### Try it
From the entries that follow, copy exactly the lines beginning at the line holding "pub const PADDLE_SPEED: i32 = 5;" and continuing through the line holding "impl fmt::Display for Role".

### Listed entries
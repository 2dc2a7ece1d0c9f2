//! Line-oriented wire protocol and play-field geometry shared by the server
//! and headless clients.
//!
//! Every message is a single line of UTF-8 text terminated by `\n`:
//! - handshake (server → client, once): `"<width> <height> <role>"`
//! - state (server → everyone, every tick): six whitespace-separated integers
//! - control (controller → server): `up`, `down`, empty, or `ready`

use std::fmt;
use std::str::FromStr;
use thiserror::Error;

pub const FIELD_WIDTH: i32 = 640;
pub const FIELD_HEIGHT: i32 = 480;
pub const WALL_THICKNESS: i32 = 10;

pub const PADDLE_WIDTH: i32 = 10;
pub const PADDLE_HEIGHT: i32 = 50;
pub const PADDLE_SPEED: i32 = 5;
pub const LEFT_PADDLE_X: i32 = 10;
pub const RIGHT_PADDLE_X: i32 = FIELD_WIDTH - 20;
pub const PADDLE_START_Y: i32 = FIELD_HEIGHT / 2 - PADDLE_HEIGHT / 2;
pub const PADDLE_MIN_Y: i32 = WALL_THICKNESS;
pub const PADDLE_MAX_Y: i32 = FIELD_HEIGHT - WALL_THICKNESS - PADDLE_HEIGHT;

pub const BALL_SIZE: i32 = 5;
pub const BALL_SPEED: i32 = 5;
pub const BALL_START_X: i32 = FIELD_WIDTH / 2;
pub const BALL_START_Y: i32 = FIELD_HEIGHT / 2;

pub const WIN_SCORE: u32 = 5;

#[derive(Debug, Error, PartialEq, Eq)]
pub enum ProtocolError {
    #[error("expected {expected} fields, got {got}")]
    FieldCount { expected: usize, got: usize },
    #[error("invalid integer field {0:?}")]
    InvalidInteger(String),
    #[error("unknown role {0:?}")]
    UnknownRole(String),
}

/// Which part a connection plays in the session.
#[derive(Debug, Clone, Copy, PartialEq, Eq, Hash)]
pub enum Role {
    Left,
    Right,
    Spectator,
}

impl Role {
    pub fn as_str(&self) -> &'static str {
        match self {
            Role::Left => "left",
            Role::Right => "right",
            Role::Spectator => "spec",
        }
    }

    pub fn is_controller(&self) -> bool {
        !matches!(self, Role::Spectator)
    }
}

impl fmt::Display for Role {
    fn fmt(&self, f: &mut fmt::Formatter<'_>) -> fmt::Result {
        f.write_str(self.as_str())
    }
}

impl FromStr for Role {
    type Err = ProtocolError;

    fn from_str(s: &str) -> Result<Self, Self::Err> {
        match s {
            "left" => Ok(Role::Left),
            "right" => Ok(Role::Right),
            "spec" => Ok(Role::Spectator),
            other => Err(ProtocolError::UnknownRole(other.to_string())),
        }
    }
}

/// Latest movement request from a controller. Stays in force until overwritten.
#[derive(Debug, Clone, Copy, PartialEq, Eq, Default)]
pub enum Intent {
    #[default]
    None,
    Up,
    Down,
}

impl Intent {
    pub fn as_u8(self) -> u8 {
        match self {
            Intent::None => 0,
            Intent::Up => 1,
            Intent::Down => 2,
        }
    }

    /// Unknown values collapse to `None`.
    pub fn from_u8(value: u8) -> Self {
        match value {
            1 => Intent::Up,
            2 => Intent::Down,
            _ => Intent::None,
        }
    }
}

/// A decoded controller → server line.
#[derive(Debug, Clone, Copy, PartialEq, Eq)]
pub enum ControlLine {
    Move(Intent),
    Ready,
}

impl ControlLine {
    /// Surrounding whitespace is ignored. Anything unrecognized yields `None`
    /// so the caller can drop it silently.
    pub fn parse(line: &str) -> Option<Self> {
        match line.trim() {
            "" => Some(ControlLine::Move(Intent::None)),
            "up" => Some(ControlLine::Move(Intent::Up)),
            "down" => Some(ControlLine::Move(Intent::Down)),
            "ready" => Some(ControlLine::Ready),
            _ => None,
        }
    }
}

impl fmt::Display for ControlLine {
    fn fmt(&self, f: &mut fmt::Formatter<'_>) -> fmt::Result {
        let text = match self {
            ControlLine::Move(Intent::None) => "",
            ControlLine::Move(Intent::Up) => "up",
            ControlLine::Move(Intent::Down) => "down",
            ControlLine::Ready => "ready",
        };
        f.write_str(text)
    }
}

/// First line every connection receives.
#[derive(Debug, Clone, Copy, PartialEq, Eq)]
pub struct Handshake {
    pub width: i32,
    pub height: i32,
    pub role: Role,
}

impl Handshake {
    pub fn new(role: Role) -> Self {
        Self {
            width: FIELD_WIDTH,
            height: FIELD_HEIGHT,
            role,
        }
    }
}

impl fmt::Display for Handshake {
    fn fmt(&self, f: &mut fmt::Formatter<'_>) -> fmt::Result {
        write!(f, "{} {} {}", self.width, self.height, self.role)
    }
}

impl FromStr for Handshake {
    type Err = ProtocolError;

    fn from_str(s: &str) -> Result<Self, Self::Err> {
        let fields: Vec<&str> = s.split_whitespace().collect();
        if fields.len() != 3 {
            return Err(ProtocolError::FieldCount {
                expected: 3,
                got: fields.len(),
            });
        }

        Ok(Handshake {
            width: parse_int(fields[0])?,
            height: parse_int(fields[1])?,
            role: fields[2].parse()?,
        })
    }
}

/// Per-tick state broadcast: both paddle tops, the ball's top-left corner and
/// both scores.
#[derive(Debug, Clone, Copy, PartialEq, Eq, Default)]
pub struct Snapshot {
    pub left_y: i32,
    pub right_y: i32,
    pub ball_x: i32,
    pub ball_y: i32,
    pub left_score: u32,
    pub right_score: u32,
}

impl Snapshot {
    pub fn round_over(&self) -> bool {
        self.left_score >= WIN_SCORE || self.right_score >= WIN_SCORE
    }
}

impl fmt::Display for Snapshot {
    fn fmt(&self, f: &mut fmt::Formatter<'_>) -> fmt::Result {
        write!(
            f,
            "{} {} {} {} {} {}",
            self.left_y, self.right_y, self.ball_x, self.ball_y, self.left_score, self.right_score
        )
    }
}

impl FromStr for Snapshot {
    type Err = ProtocolError;

    fn from_str(s: &str) -> Result<Self, Self::Err> {
        let fields: Vec<&str> = s.split_whitespace().collect();
        if fields.len() != 6 {
            return Err(ProtocolError::FieldCount {
                expected: 6,
                got: fields.len(),
            });
        }

        Ok(Snapshot {
            left_y: parse_int(fields[0])?,
            right_y: parse_int(fields[1])?,
            ball_x: parse_int(fields[2])?,
            ball_y: parse_int(fields[3])?,
            left_score: parse_int(fields[4])?,
            right_score: parse_int(fields[5])?,
        })
    }
}

fn parse_int<T: FromStr>(field: &str) -> Result<T, ProtocolError> {
    field
        .parse()
        .map_err(|_| ProtocolError::InvalidInteger(field.to_string()))
}

/// Transport-security seam. Implementations turn one line of protocol text
/// into one token (and back). Tokens must not contain `\n`.
pub trait LineCipher: Send + Sync {
    fn seal(&self, text: &str) -> String;

    /// `None` means the token could not be decoded.
    fn open(&self, token: &str) -> Option<String>;
}

/// Passes text through unchanged.
#[derive(Debug, Clone, Copy, Default)]
pub struct Plaintext;

impl LineCipher for Plaintext {
    fn seal(&self, text: &str) -> String {
        text.to_string()
    }

    fn open(&self, token: &str) -> Option<String> {
        Some(token.to_string())
    }
}

/// Credential half of the transport-security seam. The wire protocol carries
/// no credentials, so sessions never consult it; front ends that gate access
/// before connecting plug a store in here.
pub trait Authenticator: Send + Sync {
    /// Returns `false` if `user` already exists or cannot be stored.
    fn register(&self, user: &str, pass: &str) -> bool;

    fn authenticate(&self, user: &str, pass: &str) -> bool;
}

/// Admits everyone and stores nothing.
#[derive(Debug, Clone, Copy, Default)]
pub struct OpenAccess;

impl Authenticator for OpenAccess {
    fn register(&self, _user: &str, _pass: &str) -> bool {
        true
    }

    fn authenticate(&self, _user: &str, _pass: &str) -> bool {
        true
    }
}

/// Seals `text` and appends the line terminator.
pub fn frame_line(cipher: &dyn LineCipher, text: &str) -> String {
    let mut line = cipher.seal(text);
    line.push('\n');
    line
}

### Expected output
pub const PADDLE_SPEED: i32 = 5;
pub const LEFT_PADDLE_X: i32 = 10;
pub const RIGHT_PADDLE_X: i32 = FIELD_WIDTH - 20;
pub const PADDLE_START_Y: i32 = FIELD_HEIGHT / 2 - PADDLE_HEIGHT / 2;
pub const PADDLE_MIN_Y: i32 = WALL_THICKNESS;
pub const PADDLE_MAX_Y: i32 = FIELD_HEIGHT - WALL_THICKNESS - PADDLE_HEIGHT;

pub const BALL_SIZE: i32 = 5;
pub const BALL_SPEED: i32 = 5;
pub const BALL_START_X: i32 = FIELD_WIDTH / 2;
pub const BALL_START_Y: i32 = FIELD_HEIGHT / 2;

pub const WIN_SCORE: u32 = 5;

#[derive(Debug, Error, PartialEq, Eq)]
pub enum ProtocolError {
    #[error("expected {expected} fields, got {got}")]
    FieldCount { expected: usize, got: usize },
    #[error("invalid integer field {0:?}")]
    InvalidInteger(String),
    #[error("unknown role {0:?}")]
    UnknownRole(String),
}

/// Which part a connection plays in the session.
#[derive(Debug, Clone, Copy, PartialEq, Eq, Hash)]
pub enum Role {
    Left,
    Right,
    Spectator,
}

impl Role {
    pub fn as_str(&self) -> &'static str {
        match self {
            Role::Left => "left",
            Role::Right => "right",
            Role::Spectator => "spec",
        }
    }

    pub fn is_controller(&self) -> bool {
        !matches!(self, Role::Spectator)
    }
}

impl fmt::Display for Role {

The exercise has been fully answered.